Collected data entries:
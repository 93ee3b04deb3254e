use crate::FilterError;
use serde::{Deserialize, Serialize};
use std::collections::{BTreeMap, BTreeSet};
use std::fs;
use std::path::Path;

/// Which drawing entities count as walls.
///
/// Keyed by layer name, then entity-type name, holding the accepted
/// line-type names. The JSON form mirrors that nesting:
///
/// ```json
/// { "A-WALL": { "LINE": ["CONTINUOUS", "BYLAYER"], "LWPOLYLINE": ["BYLAYER"] } }
/// ```
#[derive(Debug, Clone, Default, PartialEq, Eq, Serialize, Deserialize)]
#[serde(transparent)]
pub struct ExtractionFilter {
    layers: BTreeMap<String, BTreeMap<String, BTreeSet<String>>>,
}

impl ExtractionFilter {
    pub fn new() -> Self {
        Self::default()
    }

    pub fn from_json_str(json: &str) -> Result<Self, FilterError> {
        Ok(serde_json::from_str(json)?)
    }

    pub fn from_path(path: impl AsRef<Path>) -> Result<Self, FilterError> {
        let path = path.as_ref();
        let text = fs::read_to_string(path).map_err(|source| FilterError::Read {
            path: path.to_path_buf(),
            source,
        })?;
        Self::from_json_str(&text)
    }

    /// Accept `line_types` for `entity_type` on `layer`, merging with any
    /// existing rule for that layer.
    pub fn with_rule<I, S>(mut self, layer: &str, entity_type: &str, line_types: I) -> Self
    where
        I: IntoIterator<Item = S>,
        S: Into<String>,
    {
        self.layers
            .entry(layer.to_string())
            .or_default()
            .entry(entity_type.to_string())
            .or_default()
            .extend(line_types.into_iter().map(Into::into));
        self
    }

    pub fn layers(&self) -> impl Iterator<Item = &str> {
        self.layers.keys().map(String::as_str)
    }

    pub fn is_empty(&self) -> bool {
        self.layers.is_empty()
    }

    /// Whether an entity with the given attributes is selected.
    ///
    /// The first layer rule whose key equals `layer` decides: its entity
    /// types and line types are checked and no other rule is consulted.
    /// Layer keys are unique, so at most one rule can apply.
    pub fn accepts(&self, layer: &str, entity_type: &str, linetype: &str) -> bool {
        let Some(types) = self.layers.get(layer) else {
            return false;
        };
        types
            .get(entity_type)
            .is_some_and(|line_types| line_types.contains(linetype))
    }
}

» **INSTRUCTIONS FOR THE TASK**: Taking the entries above, write out exactly each line from the one holding "let path = path.as_ref();" to the one holding "rule is consulted.", both included, and stop there.

» **OUTPUT OF THE EXERCISE**:
        let path = path.as_ref();
        let text = fs::read_to_string(path).map_err(|source| FilterError::Read {
            path: path.to_path_buf(),
            source,
        })?;
        Self::from_json_str(&text)
    }

    /// Accept `line_types` for `entity_type` on `layer`, merging with any
    /// existing rule for that layer.
    pub fn with_rule<I, S>(mut self, layer: &str, entity_type: &str, line_types: I) -> Self
    where
        I: IntoIterator<Item = S>,
        S: Into<String>,
    {
        self.layers
            .entry(layer.to_string())
            .or_default()
            .entry(entity_type.to_string())
            .or_default()
            .extend(line_types.into_iter().map(Into::into));
        self
    }

    pub fn layers(&self) -> impl Iterator<Item = &str> {
        self.layers.keys().map(String::as_str)
    }

    pub fn is_empty(&self) -> bool {
        self.layers.is_empty()
    }

    /// Whether an entity with the given attributes is selected.
    ///
    /// The first layer rule whose key equals `layer` decides: its entity
    /// types and line types are checked and no other rule is consulted.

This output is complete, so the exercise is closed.